Once you find the line containing "use crate::modules::export::services::format;" in the data below, copy it and each following line exactly, up to and including the line containing "low_stock: Format::new()", and nothing else.

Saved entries
★ ★ ★ ★ ★
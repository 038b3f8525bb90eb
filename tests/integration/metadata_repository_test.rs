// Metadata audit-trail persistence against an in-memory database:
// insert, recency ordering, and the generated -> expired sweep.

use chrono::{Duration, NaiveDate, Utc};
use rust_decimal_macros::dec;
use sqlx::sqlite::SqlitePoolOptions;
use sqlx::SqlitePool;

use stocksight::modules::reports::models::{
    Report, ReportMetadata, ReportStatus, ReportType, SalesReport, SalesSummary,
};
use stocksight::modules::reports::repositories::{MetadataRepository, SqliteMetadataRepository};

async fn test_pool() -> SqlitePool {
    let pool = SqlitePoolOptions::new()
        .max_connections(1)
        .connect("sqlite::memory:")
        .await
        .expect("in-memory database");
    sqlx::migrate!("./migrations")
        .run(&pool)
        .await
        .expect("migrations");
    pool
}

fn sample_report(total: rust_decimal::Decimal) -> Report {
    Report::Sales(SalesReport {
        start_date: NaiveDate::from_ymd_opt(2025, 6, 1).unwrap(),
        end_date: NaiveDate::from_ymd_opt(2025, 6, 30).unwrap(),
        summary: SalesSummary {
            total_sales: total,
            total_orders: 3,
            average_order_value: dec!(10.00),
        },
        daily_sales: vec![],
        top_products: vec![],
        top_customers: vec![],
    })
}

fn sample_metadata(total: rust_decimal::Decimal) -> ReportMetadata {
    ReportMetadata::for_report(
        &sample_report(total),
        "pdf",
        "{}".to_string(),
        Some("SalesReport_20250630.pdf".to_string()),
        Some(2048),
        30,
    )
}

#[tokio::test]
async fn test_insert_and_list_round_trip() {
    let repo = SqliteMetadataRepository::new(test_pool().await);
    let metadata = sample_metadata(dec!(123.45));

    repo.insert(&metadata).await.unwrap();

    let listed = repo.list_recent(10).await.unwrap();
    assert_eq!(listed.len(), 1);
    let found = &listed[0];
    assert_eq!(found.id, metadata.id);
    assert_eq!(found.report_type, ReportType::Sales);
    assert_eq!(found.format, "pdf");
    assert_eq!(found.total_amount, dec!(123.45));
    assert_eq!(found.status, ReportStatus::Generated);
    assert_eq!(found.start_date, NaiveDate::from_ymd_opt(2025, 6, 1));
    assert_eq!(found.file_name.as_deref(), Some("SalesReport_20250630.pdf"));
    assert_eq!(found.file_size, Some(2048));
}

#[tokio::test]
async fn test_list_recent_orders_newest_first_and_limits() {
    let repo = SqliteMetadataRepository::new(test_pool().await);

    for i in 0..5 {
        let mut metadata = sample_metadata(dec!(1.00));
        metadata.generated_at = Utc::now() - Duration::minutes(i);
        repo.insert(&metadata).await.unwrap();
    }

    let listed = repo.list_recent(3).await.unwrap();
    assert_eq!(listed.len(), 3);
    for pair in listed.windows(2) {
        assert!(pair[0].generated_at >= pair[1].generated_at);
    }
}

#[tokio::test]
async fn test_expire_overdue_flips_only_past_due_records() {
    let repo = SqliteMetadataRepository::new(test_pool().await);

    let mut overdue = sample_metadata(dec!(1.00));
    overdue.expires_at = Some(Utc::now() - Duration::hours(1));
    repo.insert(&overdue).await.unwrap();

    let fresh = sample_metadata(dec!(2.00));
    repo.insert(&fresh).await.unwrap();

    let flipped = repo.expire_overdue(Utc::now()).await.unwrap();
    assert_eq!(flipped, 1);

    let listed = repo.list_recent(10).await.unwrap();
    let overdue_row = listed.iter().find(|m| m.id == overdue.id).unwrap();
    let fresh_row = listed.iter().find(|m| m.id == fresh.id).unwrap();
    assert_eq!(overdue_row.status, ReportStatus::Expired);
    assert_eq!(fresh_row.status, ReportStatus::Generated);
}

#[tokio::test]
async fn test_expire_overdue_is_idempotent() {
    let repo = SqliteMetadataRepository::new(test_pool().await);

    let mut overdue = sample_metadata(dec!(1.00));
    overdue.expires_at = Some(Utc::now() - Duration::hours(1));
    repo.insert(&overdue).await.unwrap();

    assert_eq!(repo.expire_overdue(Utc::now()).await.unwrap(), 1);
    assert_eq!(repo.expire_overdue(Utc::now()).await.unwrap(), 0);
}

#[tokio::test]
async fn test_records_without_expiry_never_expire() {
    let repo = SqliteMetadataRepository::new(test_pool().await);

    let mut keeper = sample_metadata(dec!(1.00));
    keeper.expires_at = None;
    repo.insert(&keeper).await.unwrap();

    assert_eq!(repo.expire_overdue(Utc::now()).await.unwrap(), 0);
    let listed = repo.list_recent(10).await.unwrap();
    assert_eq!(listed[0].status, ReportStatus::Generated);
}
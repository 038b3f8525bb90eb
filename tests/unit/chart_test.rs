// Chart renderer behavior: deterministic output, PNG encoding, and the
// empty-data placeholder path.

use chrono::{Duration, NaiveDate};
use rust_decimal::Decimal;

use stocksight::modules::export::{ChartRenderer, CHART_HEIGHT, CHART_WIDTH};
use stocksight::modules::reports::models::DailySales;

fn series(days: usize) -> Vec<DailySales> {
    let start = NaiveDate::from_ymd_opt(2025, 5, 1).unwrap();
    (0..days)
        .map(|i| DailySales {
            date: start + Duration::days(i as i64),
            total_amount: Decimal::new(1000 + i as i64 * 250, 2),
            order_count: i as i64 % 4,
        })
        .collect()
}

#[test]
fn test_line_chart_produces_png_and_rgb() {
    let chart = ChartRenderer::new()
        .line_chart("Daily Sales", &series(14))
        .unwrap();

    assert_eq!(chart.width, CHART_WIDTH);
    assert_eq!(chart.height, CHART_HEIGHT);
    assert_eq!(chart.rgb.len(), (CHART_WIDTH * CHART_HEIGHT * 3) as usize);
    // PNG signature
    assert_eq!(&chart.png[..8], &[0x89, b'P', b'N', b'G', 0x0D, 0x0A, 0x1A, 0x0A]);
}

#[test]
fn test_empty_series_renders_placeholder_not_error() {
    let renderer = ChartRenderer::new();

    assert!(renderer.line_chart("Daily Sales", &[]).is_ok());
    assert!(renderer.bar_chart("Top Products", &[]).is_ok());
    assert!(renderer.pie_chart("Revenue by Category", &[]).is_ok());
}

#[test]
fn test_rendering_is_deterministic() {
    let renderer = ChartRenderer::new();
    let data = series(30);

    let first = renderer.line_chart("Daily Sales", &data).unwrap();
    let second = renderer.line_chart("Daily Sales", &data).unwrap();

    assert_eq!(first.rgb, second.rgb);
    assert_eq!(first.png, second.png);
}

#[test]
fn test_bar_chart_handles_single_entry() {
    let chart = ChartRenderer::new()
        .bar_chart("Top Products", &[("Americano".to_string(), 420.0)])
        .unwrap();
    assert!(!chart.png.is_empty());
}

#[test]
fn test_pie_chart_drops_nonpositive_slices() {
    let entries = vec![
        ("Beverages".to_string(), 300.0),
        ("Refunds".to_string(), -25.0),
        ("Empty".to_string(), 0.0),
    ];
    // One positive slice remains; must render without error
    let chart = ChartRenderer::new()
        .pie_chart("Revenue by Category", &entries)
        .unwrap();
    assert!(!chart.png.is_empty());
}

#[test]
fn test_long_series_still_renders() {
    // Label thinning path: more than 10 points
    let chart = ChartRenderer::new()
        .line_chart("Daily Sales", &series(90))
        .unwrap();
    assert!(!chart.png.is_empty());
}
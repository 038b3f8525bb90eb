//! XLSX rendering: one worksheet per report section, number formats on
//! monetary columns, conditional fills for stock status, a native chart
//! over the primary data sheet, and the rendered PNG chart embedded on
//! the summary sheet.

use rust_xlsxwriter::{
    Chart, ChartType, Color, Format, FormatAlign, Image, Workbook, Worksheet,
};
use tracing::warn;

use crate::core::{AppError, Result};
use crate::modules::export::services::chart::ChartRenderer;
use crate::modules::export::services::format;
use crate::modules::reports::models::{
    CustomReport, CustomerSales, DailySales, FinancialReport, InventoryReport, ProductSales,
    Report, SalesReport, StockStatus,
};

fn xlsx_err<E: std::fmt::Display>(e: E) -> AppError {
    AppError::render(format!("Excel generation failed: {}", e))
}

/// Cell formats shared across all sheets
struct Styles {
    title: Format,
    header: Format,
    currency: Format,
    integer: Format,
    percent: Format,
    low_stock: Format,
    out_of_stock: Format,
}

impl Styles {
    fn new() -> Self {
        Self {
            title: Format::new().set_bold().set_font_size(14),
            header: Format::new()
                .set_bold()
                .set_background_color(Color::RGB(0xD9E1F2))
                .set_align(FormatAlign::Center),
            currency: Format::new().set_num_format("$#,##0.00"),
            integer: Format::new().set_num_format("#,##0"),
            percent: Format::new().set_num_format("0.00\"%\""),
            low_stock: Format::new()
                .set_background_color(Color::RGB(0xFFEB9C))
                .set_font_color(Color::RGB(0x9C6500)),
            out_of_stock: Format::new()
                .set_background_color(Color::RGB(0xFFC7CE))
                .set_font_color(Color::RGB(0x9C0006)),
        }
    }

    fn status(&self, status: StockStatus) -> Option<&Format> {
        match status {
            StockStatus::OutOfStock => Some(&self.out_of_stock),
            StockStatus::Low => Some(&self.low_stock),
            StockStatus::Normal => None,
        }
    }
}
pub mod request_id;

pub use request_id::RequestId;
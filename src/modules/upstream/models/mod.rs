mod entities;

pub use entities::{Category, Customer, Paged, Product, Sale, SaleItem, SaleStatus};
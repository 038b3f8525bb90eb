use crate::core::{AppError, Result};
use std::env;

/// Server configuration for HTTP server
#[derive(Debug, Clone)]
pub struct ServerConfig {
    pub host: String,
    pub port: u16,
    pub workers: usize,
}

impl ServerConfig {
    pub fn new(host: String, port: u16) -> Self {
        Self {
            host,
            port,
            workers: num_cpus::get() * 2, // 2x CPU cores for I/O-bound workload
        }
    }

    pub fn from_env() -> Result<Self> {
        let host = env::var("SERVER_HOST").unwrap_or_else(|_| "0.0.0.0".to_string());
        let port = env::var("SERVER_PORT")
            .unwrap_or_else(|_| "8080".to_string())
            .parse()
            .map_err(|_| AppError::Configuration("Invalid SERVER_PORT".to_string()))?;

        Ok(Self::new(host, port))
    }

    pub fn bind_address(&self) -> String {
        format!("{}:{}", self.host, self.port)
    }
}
★ ★ ★ ★ ★
RESPONSE BOX →
use crate::modules::export::services::format;
use crate::modules::reports::models::{
    CustomReport, CustomerSales, DailySales, FinancialReport, InventoryReport, ProductSales,
    Report, SalesReport, StockStatus,
};

fn xlsx_err<E: std::fmt::Display>(e: E) -> AppError {
    AppError::render(format!("Excel generation failed: {}", e))
}

/// Cell formats shared across all sheets
struct Styles {
    title: Format,
    header: Format,
    currency: Format,
    integer: Format,
    percent: Format,
    low_stock: Format,
    out_of_stock: Format,
}

impl Styles {
    fn new() -> Self {
        Self {
            title: Format::new().set_bold().set_font_size(14),
            header: Format::new()
                .set_bold()
                .set_background_color(Color::RGB(0xD9E1F2))
                .set_align(FormatAlign::Center),
            currency: Format::new().set_num_format("$#,##0.00"),
            integer: Format::new().set_num_format("#,##0"),
            percent: Format::new().set_num_format("0.00\"%\""),
            low_stock: Format::new()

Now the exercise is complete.